# [Aim of the exercise]
Show every line of the data that contains the string "surface".

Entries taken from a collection
----------------------------------------

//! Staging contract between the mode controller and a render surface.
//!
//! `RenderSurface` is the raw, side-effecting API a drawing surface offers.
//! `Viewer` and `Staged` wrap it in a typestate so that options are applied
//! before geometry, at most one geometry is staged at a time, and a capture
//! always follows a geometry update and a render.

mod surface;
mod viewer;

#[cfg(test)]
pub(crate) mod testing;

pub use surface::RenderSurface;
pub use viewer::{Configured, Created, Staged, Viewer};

----------------------------------------

# [Answer to the problem]
//! Staging contract between the mode controller and a render surface.
//! `RenderSurface` is the raw, side-effecting API a drawing surface offers.
mod surface;
pub use surface::RenderSurface;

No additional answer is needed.